A recent study published in Cell and titled “The Harmonies Played By TGF-β in Stem Cell Biology,” assessed how cancer cells respond to transforming growth factor beta (TGF-β) signals. These discoveries can lead to new approaches to treat melanoma.
A tumor consists of a group of many clones of the original cancer cell, however tumor cells do not always act as copies or duplicates and they display unpredictable behaviors to improve their chances of growth and proliferation. Sometimes some cancer cells succumb to anti-cancer drugs while others might survive and result in cancer recurrence years later.
Senior researcher Elaine Fuchs explained in a press release: “There are several reasons why some cancer stem cells, the cells at the root of tumors and metastases, can withstand therapy meant to eradicate them. Our results point to the importance of the environment immediately surrounding the skin cancer stem cells, specifically, their exposure to the signal TGF-β. Ultimately, we hope this new insight could lead to better means for preventing the recurrence of these life-threatening cancers, which can occur in the skin, head, neck, esophagus, and lung, and often evade treatment.”
The research group led by Dr. Naoki Oshimori focused on squamous cell carcinomas in mice skin. The stem cells that synthesize squamous cell tumors can be categorized as those that divide and proliferate quickly and those that do so more slowly. This led researchers to wonder whether more dormant stem cells in a tumor might get away from cancer drugs. To evaluate this phenomenon, researchers focused on TGF-β (that restricts growth in several healthy tissues) to understand how it can both suppress cancer cells and promote them, as supported by previous research.
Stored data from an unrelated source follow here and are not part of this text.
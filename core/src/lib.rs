pub mod config;
pub mod coords;
pub mod engine;
pub mod error;
pub mod events;
pub mod game;
pub mod gathering;
pub mod hunt;
pub mod overlay;
pub mod sink;
pub mod throttle;
pub mod title;


// Re-exports for convenience
pub use coords::{MapMetadata, MapPoint, WorldPosition, map_to_world, world_to_map};
pub use engine::{MarkerEngine, OverlayKind};
pub use error::{DatasetError, EngineError};
pub use events::{EventRegistry, SubscriptionId, TriggerContext, ViewEvent, ViewEvents};
pub use game::{GameSnapshot, SnapshotData};
pub use overlay::{MarkerOverlay, OverlayState, RefreshOutcome};
pub use sink::{Marker, MarkerList, MarkerSink};
pub use throttle::{UPDATE_INTERVAL, UpdateThrottle};
pub use title::extract_sub_area;
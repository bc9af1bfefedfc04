use std::path::PathBuf;

use thiserror::Error;

/// Failures a refresh cycle can run into.
///
/// None of these are shown to the user: every variant degrades to "no markers
/// change this cycle" at the orchestrator.
#[derive(Debug, Clone, PartialEq, Eq, Error)]
pub enum EngineError {
    /// Map metadata with a zero scale factor
    #[error("invalid map metadata: size factor {size_factor} must be positive")]
    InvalidMetadata { size_factor: u16 },

    /// Player, job, territory or map could not be resolved
    #[error("missing context: {0}")]
    MissingContext(&'static str),

    /// An id was not present in a static lookup table
    #[error("unresolvable reference: no {table} row {id}")]
    UnresolvableReference { table: &'static str, id: u32 },

    /// Mob location data failed to load or has an unsupported version
    #[error("mob location dataset unavailable")]
    DatasetUnavailable,
}

/// Failures loading static data files
#[derive(Debug, Error)]
pub enum DatasetError {
    #[error("no data file found (searched {searched:?})")]
    NotFound { searched: Vec<PathBuf> },

    #[error("IO error reading {path:?}: {source}")]
    Io {
        path: PathBuf,
        #[source]
        source: std::io::Error,
    },

    #[error("parse error in {path:?}: {source}")]
    Parse {
        path: PathBuf,
        #[source]
        source: serde_json::Error,
    },

    #[error("unsupported dataset version {found} (supported: {min}..={max})")]
    UnsupportedVersion { found: u32, min: u32, max: u32 },

    #[error("territory {0} appears more than once")]
    DuplicateTerritory(u16),
}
“We found that the TGF-β heterogeneity in the tumor microenvironment produces some cancers stem cells that divide rapidly and lead to accelerated tumor growth, and other cancer stem cells that invade surrounding healthy tissue and escape cancer therapies. Moreover, conventional wisdom might say that a leisurely pace of cell division, like that seen in the TGF-β responders, makes it possible for these cells to circumvent anticancer treatments that target rapidly dividing cells. While this may be true for some types of anticancer drugs, we found changes in antioxidant activity in these cells are more important for their resistance to cisplatin,” Dr. Fuchs explained.
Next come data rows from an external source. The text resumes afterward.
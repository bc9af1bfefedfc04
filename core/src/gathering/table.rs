//! Static gathering point sheets
//!
//! Two lookups chained together: `GatheringPoint` row → `GatheringPointBase`
//! row → `GatheringType` id.

use std::fs;
use std::path::Path;

use hashbrown::HashMap;
use serde::{Deserialize, Serialize};

use crate::error::{DatasetError, EngineError};

#[derive(Debug, Clone, Default, Serialize, Deserialize)]
#[serde(default)]
pub struct GatheringPointTable {
    /// Gathering point id -> base point id
    points: HashMap<u32, u32>,
    /// Base point id -> gathering type id
    bases: HashMap<u32, u32>,
}

impl GatheringPointTable {
    pub fn new() -> Self {
        Self::default()
    }

    pub fn insert_point(&mut self, point_id: u32, base_id: u32) {
        self.points.insert(point_id, base_id);
    }

    pub fn insert_base(&mut self, base_id: u32, type_id: u32) {
        self.bases.insert(base_id, type_id);
    }

    pub fn base_of(&self, point_id: u32) -> Option<u32> {
        self.points.get(&point_id).copied()
    }

    pub fn type_of(&self, base_id: u32) -> Option<u32> {
        self.bases.get(&base_id).copied()
    }

    /// Resolve a gathering point id all the way to its gathering type id
    pub fn resolve_type(&self, point_id: u32) -> Result<u32, EngineError> {
        let base_id = self
            .base_of(point_id)
            .ok_or(EngineError::UnresolvableReference {
                table: "GatheringPoint",
                id: point_id,
            })?;
        self.type_of(base_id)
            .ok_or(EngineError::UnresolvableReference {
                table: "GatheringPointBase",
                id: base_id,
            })
    }

    pub fn len(&self) -> usize {
        self.points.len()
    }

    pub fn is_empty(&self) -> bool {
        self.points.is_empty()
    }

    /// Load an exported sheet pair from JSON
    pub fn load(path: &Path) -> Result<Self, DatasetError> {
        let contents = fs::read_to_string(path).map_err(|source| DatasetError::Io {
            path: path.to_path_buf(),
            source,
        })?;
        let table: Self = serde_json::from_str(&contents).map_err(|source| DatasetError::Parse {
            path: path.to_path_buf(),
            source,
        })?;
        tracing::info!(
            points = table.points.len(),
            bases = table.bases.len(),
            "Loaded gathering point table"
        );
        Ok(table)
    }
}
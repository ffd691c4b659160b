use std::path::PathBuf;
use thiserror::Error;

#[derive(Debug, Error)]
pub enum CompressionError {
    #[error("I/O error: {0}")]
    Io(#[from] std::io::Error),

    #[error("Failed to decode image: {0}")]
    Decode(image::ImageError),

    #[error("Failed to encode JPEG: {0}")]
    Encode(image::ImageError),

    #[error("Input file not found: {0}")]
    FileNotFound(PathBuf),

    #[error("Input directory not found: {0}")]
    DirectoryNotFound(PathBuf),

    #[error("Failed to create output directory: {0}")]
    DirectoryCreationFailed(PathBuf),

    #[error("Cannot derive an output file name from: {0}")]
    InvalidFileName(PathBuf),

    #[error("Walkdir error: {0}")]
    WalkdirError(#[from] walkdir::Error),
}

pub type Result<T> = std::result::Result<T, CompressionError>;
use image::{Rgb, RgbImage};
use std::fs;
use std::path::Path;

/// Writes a small gradient image so the encoder has real pixel data to
/// work with. The format is inferred from the extension.
pub fn write_test_image(path: &Path, width: u32, height: u32) {
    RgbImage::from_fn(width, height, |x, y| {
        Rgb([(x % 256) as u8, (y % 256) as u8, ((x + y) % 256) as u8])
    })
    .save(path)
    .unwrap();
}

/// Writes a file that carries an image extension but cannot be decoded.
pub fn write_corrupt_image(path: &Path) {
    fs::write(path, b"these bytes are not a valid image").unwrap();
}

/// Reads back the dimensions of a written output file.
pub fn written_dimensions(path: &Path) -> (u32, u32) {
    image::image_dimensions(path).unwrap()
}

/// Whether the file starts with the JPEG magic bytes.
pub fn is_jpeg_file(path: &Path) -> bool {
    fs::read(path)
        .map(|bytes| bytes.starts_with(&[0xFF, 0xD8, 0xFF]))
        .unwrap_or(false)
}
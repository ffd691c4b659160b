pub mod batch;
pub mod cli;
pub mod constants;
pub mod error;
pub mod logger;
pub mod processing;
pub mod report;

pub use batch::{
    batch_compress_images, batch_output_path, collect_image_files, is_image_file, BatchSummary,
};
pub use cli::{resolve_max_width, Args};
pub use error::{CompressionError, Result};
pub use processing::{
    compress_one, load_image_with_metadata, resize_to_width, save_jpeg, scaled_dimensions,
    validate_file_exists, CompressionReport,
};
pub use report::{format_batch_summary, format_bytes, format_failure, format_file_report};
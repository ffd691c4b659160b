use std::sync::atomic::{AtomicBool, Ordering};

static QUIET_MODE: AtomicBool = AtomicBool::new(false);
static VERBOSE_MODE: AtomicBool = AtomicBool::new(false);

pub fn set_quiet_mode(quiet: bool) {
    QUIET_MODE.store(quiet, Ordering::Relaxed);
}

pub fn set_verbose_mode(verbose: bool) {
    VERBOSE_MODE.store(verbose, Ordering::Relaxed);
}

pub fn is_quiet() -> bool {
    QUIET_MODE.load(Ordering::Relaxed)
}

pub fn is_verbose() -> bool {
    VERBOSE_MODE.load(Ordering::Relaxed)
}

#[macro_export]
macro_rules! info {
    ($($arg:tt)*) => {
        if !$crate::logger::is_quiet() {
            println!($($arg)*);
        }
    };
}

#[macro_export]
macro_rules! verbose {
    ($($arg:tt)*) => {
        if $crate::logger::is_verbose() && !$crate::logger::is_quiet() {
            println!($($arg)*);
        }
    };
}

// Errors always print, even under --quiet.
#[macro_export]
macro_rules! error {
    ($($arg:tt)*) => {{
        eprintln!($($arg)*);
    }};
}

#[macro_export]
macro_rules! warn {
    ($($arg:tt)*) => {
        if !$crate::logger::is_quiet() {
            eprintln!($($arg)*);
        }
    };
}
Unexpectedly, researchers observed a high expression of genes that encode enzymes involved in glutathione usage, an important antioxidant that prevents TGF-β responders from critical harm due to anti-cancer drugs and oxidative stresses.
“If TGF-β signaling and elevated antioxidant activity plays the same role predisposing cancer stem cells to thwart chemotherapy in humans as we have shown it does in mice, this work may serve as a foundation for designing new therapeutics and combinatorial regiments to overcome drug resistance by this devastating cancer,” Dr. Fuchs concluded.